Dado en el Palacio Nacional de Chilpancingo, a 6 días del mes de noviembre de 1813. Licenciado Andrés Quintana, vicepresidente. Licenciado Ignacio López Rayón. Licenciado José Manuel de Herrera. Licenciado Carlos María Bustamante. Doctor José Sixto Verduzco. José María Liceaga. Licenciado Cornelio Ortiz de Zárate, secretario."

El C. Presidente: Tiene la palabra el ciudadano diputado licenciado Alfredo Ruiseco Avellaneda.

El C. Ruiseco Avellaneda, Alfredo: Señor Presidente de la República, señor Presidente de la Cámara de Diputados, señor presidente de la Cámara de Senadores, compañeros diputados y senadores:

"En una vida humana de excepción parece que son sólo unos cuantos momentos los que otorgan

su sentido y dimensión frente a sus contemporáneos y para la posteridad.

El 14 de septiembre de 1813 rompe José María Morelos sus limitaciones de caudillo y se coloca en el ámbito intemporal, al que nuestra patria vuelve los ojos cuando necesita infundir a sus hombres, a sus mujeres y a sus jóvenes la energía superior para mantener intacta su fe en el propio destino y vigente la norma nacional que nos obliga a decoro ejemplar de ciudadanía.

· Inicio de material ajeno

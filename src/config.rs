//! Configuration for readme-genie.
//!
//! Settings are layered: built-in defaults, then `genie.toml`, then the
//! environment (including a `.env` file loaded at startup), then CLI flags.
//!
//! # Configuration File Format
//!
//! ```toml
//! [server]
//! host = "127.0.0.1"
//! port = 3001
//! request_timeout_secs = 900
//!
//! [hosting]
//! api_base_url = "https://api.github.com"
//! token = "ghp_..."
//! excluded_directories = ["node_modules", "vendor"]
//!
//! [completion]
//! api_key = "..."
//! model = "gemini-1.5-flash"
//! max_retries = 2
//!
//! [pipeline]
//! split_threshold_chars = 75000
//! chunk_size_chars = 74000
//! pacing_interval_ms = 10000
//! ```

use anyhow::{Context, Result};
use serde::{Deserialize, Serialize};
use std::path::{Path, PathBuf};
use std::time::Duration;

use crate::pipeline::SizeLimits;

/// File name looked up in the working directory when no `--config` is given.
pub const DEFAULT_CONFIG_FILE: &str = "genie.toml";

const DEFAULT_SUPPORTED_EXTENSIONS: &[&str] = &[
    "html", "css", "js", "jsx", "ts", "py", "rb", "java", "kt", "swift", "c", "cpp", "cs", "go",
    "php", "sql", "md", "yaml", "yml", "sh", "ps1", "bat", "cmd", "xml", "svg", "pl", "rs", "lua",
    "coffee", "sass", "scss", "vue",
];

const DEFAULT_EXCLUDED_DIRECTORIES: &[&str] = &[
    "node_modules",
    "site-packages",
    "lib",
    "gems",
    "vendor",
    "build",
    "assets",
];

/// HTTP listener settings.
#[derive(Debug, Clone, Serialize, Deserialize)]
pub struct ServerSection {
    #[serde(default = "default_host")]
    pub host: String,
    #[serde(default = "default_port")]
    pub port: u16,
    /// Upper bound for one whole generation request
    #[serde(default = "default_request_timeout_secs")]
    pub request_timeout_secs: u64,
}

fn default_host() -> String {
    "127.0.0.1".to_string()
}

fn default_port() -> u16 {
    3001
}

fn default_request_timeout_secs() -> u64 {
    900
}

impl Default for ServerSection {
    fn default() -> Self {
        Self {
            host: default_host(),
            port: default_port(),
            request_timeout_secs: default_request_timeout_secs(),
        }
    }
}

/// Repository hosting API (GitHub) settings.
#[derive(Debug, Clone, Serialize, Deserialize)]
pub struct HostingSection {
    #[serde(default = "default_hosting_api_base_url")]
    pub api_base_url: String,
    /// Access token; empty means unauthenticated requests
    #[serde(default)]
    pub token: String,
    /// File extensions (without the dot) whose files are included
    #[serde(default = "default_supported_extensions")]
    pub supported_extensions: Vec<String>,
    /// Directory names that are never descended into
    #[serde(default = "default_excluded_directories")]
    pub excluded_directories: Vec<String>,
}

fn default_hosting_api_base_url() -> String {
    "https://api.github.com".to_string()
}

fn default_supported_extensions() -> Vec<String> {
    DEFAULT_SUPPORTED_EXTENSIONS
        .iter()
        .map(|s| s.to_string())
        .collect()
}

fn default_excluded_directories() -> Vec<String> {
    DEFAULT_EXCLUDED_DIRECTORIES
        .iter()
        .map(|s| s.to_string())
        .collect()
}

impl Default for HostingSection {
    fn default() -> Self {
        Self {
            api_base_url: default_hosting_api_base_url(),
            token: String::new(),
            supported_extensions: default_supported_extensions(),
            excluded_directories: default_excluded_directories(),
        }
    }
}

/// Text completion service (Gemini) settings.
#[derive(Debug, Clone, Serialize, Deserialize)]
pub struct CompletionSection {
    #[serde(default = "default_completion_api_base_url")]
    pub api_base_url: String,
    #[serde(default)]
    pub api_key: String,
    #[serde(default = "default_model")]
    pub model: String,
    /// Extra attempts for transient failures (0 disables retry)
    #[serde(default = "default_max_retries")]
    pub max_retries: u32,
    /// Backoff before retry N is `N * retry_backoff_ms`
    #[serde(default = "default_retry_backoff_ms")]
    pub retry_backoff_ms: u64,
}

fn default_completion_api_base_url() -> String {
    "https://generativelanguage.googleapis.com/v1beta".to_string()
}

fn default_model() -> String {
    "gemini-1.5-flash".to_string()
}

fn default_max_retries() -> u32 {
    2
}

fn default_retry_backoff_ms() -> u64 {
    2000
}

impl Default for CompletionSection {
    fn default() -> Self {
        Self {
            api_base_url: default_completion_api_base_url(),
            api_key: String::new(),
            model: default_model(),
            max_retries: default_max_retries(),
            retry_backoff_ms: default_retry_backoff_ms(),
        }
    }
}

/// Prompt-size management settings.
#[derive(Debug, Clone, Serialize, Deserialize)]
pub struct PipelineSection {
    /// Prompts at or above this many characters are split
    #[serde(default = "default_split_threshold_chars")]
    pub split_threshold_chars: usize,
    /// Divisor used to derive the number of parts
    #[serde(default = "default_chunk_size_chars")]
    pub chunk_size_chars: usize,
    /// Minimum gap between successive chunk summarization calls
    #[serde(default = "default_pacing_interval_ms")]
    pub pacing_interval_ms: u64,
    /// Appended to every chunk before it is summarized
    #[serde(default = "default_summarization_instruction")]
    pub summarization_instruction: String,
}

fn default_split_threshold_chars() -> usize {
    75_000
}

fn default_chunk_size_chars() -> usize {
    74_000
}

fn default_pacing_interval_ms() -> u64 {
    10_000
}

fn default_summarization_instruction() -> String {
    crate::prompt::SUMMARIZATION_INSTRUCTION.to_string()
}

impl Default for PipelineSection {
    fn default() -> Self {
        Self {
            split_threshold_chars: default_split_threshold_chars(),
            chunk_size_chars: default_chunk_size_chars(),
            pacing_interval_ms: default_pacing_interval_ms(),
            summarization_instruction: default_summarization_instruction(),
        }
    }
}

impl PipelineSection {
    pub fn limits(&self) -> SizeLimits {
        SizeLimits {
            split_threshold_chars: self.split_threshold_chars,
            chunk_size_chars: self.chunk_size_chars,
        }
    }

    pub fn pacing_interval(&self) -> Duration {
        Duration::from_millis(self.pacing_interval_ms)
    }
}

/// The complete genie.toml configuration structure.
#[derive(Debug, Clone, Default, Serialize, Deserialize)]
pub struct GenieConfig {
    #[serde(default)]
    pub server: ServerSection,
    #[serde(default)]
    pub hosting: HostingSection,
    #[serde(default)]
    pub completion: CompletionSection,
    #[serde(default)]
    pub pipeline: PipelineSection,
}

impl GenieConfig {
    /// Load configuration from a TOML file.
    pub fn load(path: &Path) -> Result<Self> {
        let content = std::fs::read_to_string(path)
            .with_context(|| format!("Failed to read config file: {}", path.display()))?;

        Self::parse(&content)
    }

    /// Parse configuration from a TOML string.
    pub fn parse(content: &str) -> Result<Self> {
        toml::from_str(content).context("Failed to parse genie.toml")
    }

    /// Load the explicit file if given, else `genie.toml` in `dir` if present,
    /// else defaults.
    pub fn load_or_default(explicit: Option<&Path>, dir: &Path) -> Result<Self> {
        match explicit {
            Some(path) => Self::load(path),
            None => {
                let candidate = dir.join(DEFAULT_CONFIG_FILE);
                if candidate.exists() {
                    Self::load(&candidate)
                } else {
                    Ok(Self::default())
                }
            }
        }
    }

    /// Resolve the full layered configuration from the process environment.
    pub fn resolve(explicit: Option<&Path>) -> Result<Self> {
        let cwd = std::env::current_dir().context("Failed to get current directory")?;
        let mut config = Self::load_or_default(explicit, &cwd)?;
        config.apply_env_overrides(|key| std::env::var(key).ok());
        Ok(config)
    }

    /// Path that `resolve` would read, if any.
    pub fn source_path(explicit: Option<&Path>) -> Option<PathBuf> {
        match explicit {
            Some(path) => Some(path.to_path_buf()),
            None => {
                let candidate = std::env::current_dir().ok()?.join(DEFAULT_CONFIG_FILE);
                candidate.exists().then_some(candidate)
            }
        }
    }

    /// Save configuration to a TOML file.
    pub fn save(&self, path: &Path) -> Result<()> {
        let content = toml::to_string_pretty(self).context("Failed to serialize genie.toml")?;
        std::fs::write(path, content)
            .with_context(|| format!("Failed to write config file: {}", path.display()))?;
        Ok(())
    }

    /// Apply environment overrides. `lookup` is `std::env::var` in production.
    ///
    /// `GIT_TOKEN` and `API_KEY` are accepted alongside the `GENIE_*` names;
    /// the `GENIE_*` name wins when both are set.
    pub fn apply_env_overrides<F>(&mut self, lookup: F)
    where
        F: Fn(&str) -> Option<String>,
    {
        let non_empty = |key: &str| lookup(key).filter(|v| !v.trim().is_empty());

        if let Some(token) = non_empty("GENIE_HOSTING_TOKEN").or_else(|| non_empty("GIT_TOKEN")) {
            self.hosting.token = token;
        }
        if let Some(url) = non_empty("GENIE_HOSTING_API_URL") {
            self.hosting.api_base_url = url;
        }
        if let Some(key) = non_empty("GENIE_COMPLETION_API_KEY").or_else(|| non_empty("API_KEY")) {
            self.completion.api_key = key;
        }
        if let Some(model) = non_empty("GENIE_COMPLETION_MODEL") {
            self.completion.model = model;
        }
        if let Some(port) = non_empty("GENIE_PORT").and_then(|p| p.trim().parse().ok()) {
            self.server.port = port;
        }
    }

    /// Validate the configuration and return any warnings.
    pub fn validate(&self) -> Vec<String> {
        let mut warnings = Vec::new();

        if self.pipeline.split_threshold_chars == 0 {
            warnings.push("pipeline.split_threshold_chars is 0: every prompt will be split".into());
        }
        if self.pipeline.chunk_size_chars == 0 {
            warnings.push(
                "pipeline.chunk_size_chars is 0: it will be treated as 1 when computing parts"
                    .into(),
            );
        }
        if self.pipeline.chunk_size_chars > self.pipeline.split_threshold_chars {
            warnings.push(format!(
                "pipeline.chunk_size_chars ({}) is larger than split_threshold_chars ({})",
                self.pipeline.chunk_size_chars, self.pipeline.split_threshold_chars
            ));
        }
        if self.hosting.supported_extensions.is_empty() {
            warnings.push("hosting.supported_extensions is empty: no files will be read".into());
        }
        if self.completion.api_key.is_empty() {
            warnings.push(
                "completion.api_key is not set (set API_KEY or GENIE_COMPLETION_API_KEY)".into(),
            );
        }
        if self.server.request_timeout_secs == 0 {
            warnings.push("server.request_timeout_secs is 0: every request will time out".into());
        }

        warnings
    }

    pub fn request_timeout(&self) -> Duration {
        Duration::from_secs(self.server.request_timeout_secs)
    }
}

/// Mask a secret for display, keeping only a short prefix.
pub fn redact(secret: &str) -> String {
    if secret.is_empty() {
        "(not set)".to_string()
    } else {
        let prefix: String = secret.chars().take(4).collect();
        format!("{}****", prefix)
    }
}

Hay allí otros que lo igualan, pero él está de pie sobre su tiempo y sobre el nuestro, implícito para siempre en los hechos y en las formas de nuestro patriotismo, precediendo a todos los que fueron capaces de desentrañar, con intuición luminosa, de la complicada materia nacional, el principio rector, el módulo de armonía en el que el pueblo se reconoce, sin reservas, y en el que encuentra la unidad de fines, que reduce el mínimo las divergencias humanas y hace posible la convivencia y la autodeterminación. Recortada, sobre el fondo de lucha de nuestra integración nacional, la figura de Morelos aparece ante la veneración de todos los que quisiéramos ser perfectos mexicanos, como punto de arranque y de llegada, de un estilo nacional que ya avizoramos en nuestras horas menos agitadas. Desde su altura ciudadana habrá que contemplar las incógnitas de nuestra vida, cada vez que intentemos despejarlas con decisión.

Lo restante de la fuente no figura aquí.